Collected data entries:
▬▬▬
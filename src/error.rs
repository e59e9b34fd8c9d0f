//! Error types for VM translation.
//!
//! Every translation error names the source file and the 0-based index of
//! the offending command in the file's normalized command stream.

use thiserror::Error;

/// VM translation error with file and line context.
#[derive(Error, Debug)]
pub enum VMError {
    #[error("{file}:{line}: {segment} is invalid memory segment")]
    InvalidSegment {
        file: String,
        line: usize,
        segment: String,
    },

    #[error("{file}:{line}: can't change memory segment constant")]
    PopToConstant { file: String, line: usize },

    #[error("{file}:{line}: invalid location {index} for segment {segment} (max: {max})")]
    SegmentCapacity {
        file: String,
        line: usize,
        segment: String,
        index: u16,
        max: u16,
    },

    #[error("{file}:{line}: {command} is not a valid command")]
    InvalidCommand {
        file: String,
        line: usize,
        command: String,
    },

    #[error("{file}:{line}: {opcode} is not a valid command")]
    UnknownOpcode {
        file: String,
        line: usize,
        opcode: String,
    },

    #[error("{file}:{line}: invalid index value: {value}")]
    InvalidIndex {
        file: String,
        line: usize,
        value: String,
    },

    #[error("failed to read {path}: {source}")]
    FileRead {
        path: String,
        #[source]
        source: std::io::Error,
    },

    #[error("failed to write {path}: {source}")]
    FileWrite {
        path: String,
        #[source]
        source: std::io::Error,
    },

    #[error("no .vm files found in directory: {path}")]
    NoVmFiles { path: String },

    #[error("path is not a .vm file or directory: {path}")]
    InvalidPath { path: String },
}

impl VMError {
    /// Source file the error was raised in, if it came from translation.
    pub fn file(&self) -> Option<&str> {
        match self {
            VMError::InvalidSegment { file, .. }
            | VMError::PopToConstant { file, .. }
            | VMError::SegmentCapacity { file, .. }
            | VMError::InvalidCommand { file, .. }
            | VMError::UnknownOpcode { file, .. }
            | VMError::InvalidIndex { file, .. } => Some(file),
            _ => None,
        }
    }

    /// Command index the error was raised at, if it came from translation.
    pub fn line(&self) -> Option<usize> {
        match self {
            VMError::InvalidSegment { line, .. }
            | VMError::PopToConstant { line, .. }
            | VMError::SegmentCapacity { line, .. }
            | VMError::InvalidCommand { line, .. }
            | VMError::UnknownOpcode { line, .. }
            | VMError::InvalidIndex { line, .. } => Some(*line),
            _ => None,
        }
    }
}

/// Result type alias for VM operations.
pub type Result<T> = std::result::Result<T, VMError>;
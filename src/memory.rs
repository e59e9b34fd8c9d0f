//! Segment table and address resolution for push/pop.

use crate::codegen::{push_at_decimal, push_at_symbol, push_decimal};
use crate::error::{Result, VMError};

/// First RAM register of the `pointer` segment (R3 = THIS, R4 = THAT).
pub const POINTER_BASE: u16 = 3;
/// First RAM register of the `temp` segment.
pub const TEMP_BASE: u16 = 5;
/// Largest index accepted by the fixed-base segments.
pub const FIXED_SEGMENT_MAX_INDEX: u16 = 10;

/// Memory segments (8 total)
#[derive(Debug, Clone, Copy, PartialEq, Eq)]
pub enum Segment {
    Constant, // immediate value, push only
    Local,    // RAM[LCL + index]
    Argument, // RAM[ARG + index]
    This,     // RAM[THIS + index]
    That,     // RAM[THAT + index]
    Pointer,  // R3 + index
    Temp,     // R5 + index
    Static,   // File.index
}

impl Segment {
    pub fn from_name(name: &str) -> Option<Self> {
        match name {
            "constant" => Some(Segment::Constant),
            "local" => Some(Segment::Local),
            "argument" => Some(Segment::Argument),
            "this" => Some(Segment::This),
            "that" => Some(Segment::That),
            "pointer" => Some(Segment::Pointer),
            "temp" => Some(Segment::Temp),
            "static" => Some(Segment::Static),
            _ => None,
        }
    }

    pub fn name(&self) -> &'static str {
        match self {
            Segment::Constant => "constant",
            Segment::Local => "local",
            Segment::Argument => "argument",
            Segment::This => "this",
            Segment::That => "that",
            Segment::Pointer => "pointer",
            Segment::Temp => "temp",
            Segment::Static => "static",
        }
    }
}

/// Direction of a memory access.
#[derive(Debug, Clone, Copy, PartialEq, Eq)]
pub enum Access {
    Push,
    Pop,
}

/// How the cell behind `(segment, index)` is reached.
#[derive(Debug, Clone, PartialEq, Eq)]
pub enum SegmentAccess {
    /// `@index` names the value itself.
    Immediate { value: u16 },
    /// `@R<register>` names the cell.
    Fixed { register: u16 },
    /// `@File.index` names the cell.
    Static { index: u16 },
    /// Cell address is `*base + index`.
    Indirect { base: &'static str, index: u16 },
}

impl SegmentAccess {
    /// Write the instructions that leave the target address in `A`, or the
    /// literal value for [`SegmentAccess::Immediate`].
    pub fn write_address(&self, filename: &str, buf: &mut String) {
        match self {
            SegmentAccess::Immediate { value } => push_at_decimal(buf, *value),
            SegmentAccess::Fixed { register } => {
                buf.push_str("@R");
                push_decimal(buf, usize::from(*register));
                buf.push('\n');
            }
            SegmentAccess::Static { index } => {
                // File.index
                buf.push('@');
                buf.push_str(filename);
                buf.push('.');
                push_decimal(buf, usize::from(*index));
                buf.push('\n');
            }
            SegmentAccess::Indirect { base, index } => {
                push_at_symbol(buf, base);
                buf.push_str("D=M\n"); // D = base pointer
                push_at_decimal(buf, *index);
                buf.push_str("A=D+A\n"); // A = base + index
            }
        }
    }
}

/// Resolve a segment access, enforcing the per-segment access rules.
///
/// `file` and `line` are only used to locate errors.
pub fn resolve(
    segment: Segment,
    index: u16,
    access: Access,
    file: &str,
    line: usize,
) -> Result<SegmentAccess> {
    match segment {
        Segment::Constant => {
            if access == Access::Pop {
                return Err(VMError::PopToConstant {
                    file: file.to_string(),
                    line,
                });
            }
            Ok(SegmentAccess::Immediate { value: index })
        }
        Segment::Static => Ok(SegmentAccess::Static { index }),
        Segment::Temp | Segment::Pointer => {
            if index > FIXED_SEGMENT_MAX_INDEX {
                return Err(VMError::SegmentCapacity {
                    file: file.to_string(),
                    line,
                    segment: segment.name().to_string(),
                    index,
                    max: FIXED_SEGMENT_MAX_INDEX,
                });
            }
            let base = if segment == Segment::Temp {
                TEMP_BASE
            } else {
                POINTER_BASE
            };
            Ok(SegmentAccess::Fixed {
                register: base + index,
            })
        }
        Segment::Local => Ok(SegmentAccess::Indirect { base: "LCL", index }),
        Segment::Argument => Ok(SegmentAccess::Indirect { base: "ARG", index }),
        Segment::This => Ok(SegmentAccess::Indirect { base: "THIS", index }),
        Segment::That => Ok(SegmentAccess::Indirect { base: "THAT", index }),
    }
}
▬▬▬
- [ACTIVITY]:
Which lines above include the word "impl"? Return each one.

- [WRITTEN RESPONSE]:
impl VMError {
impl Segment {
impl SegmentAccess {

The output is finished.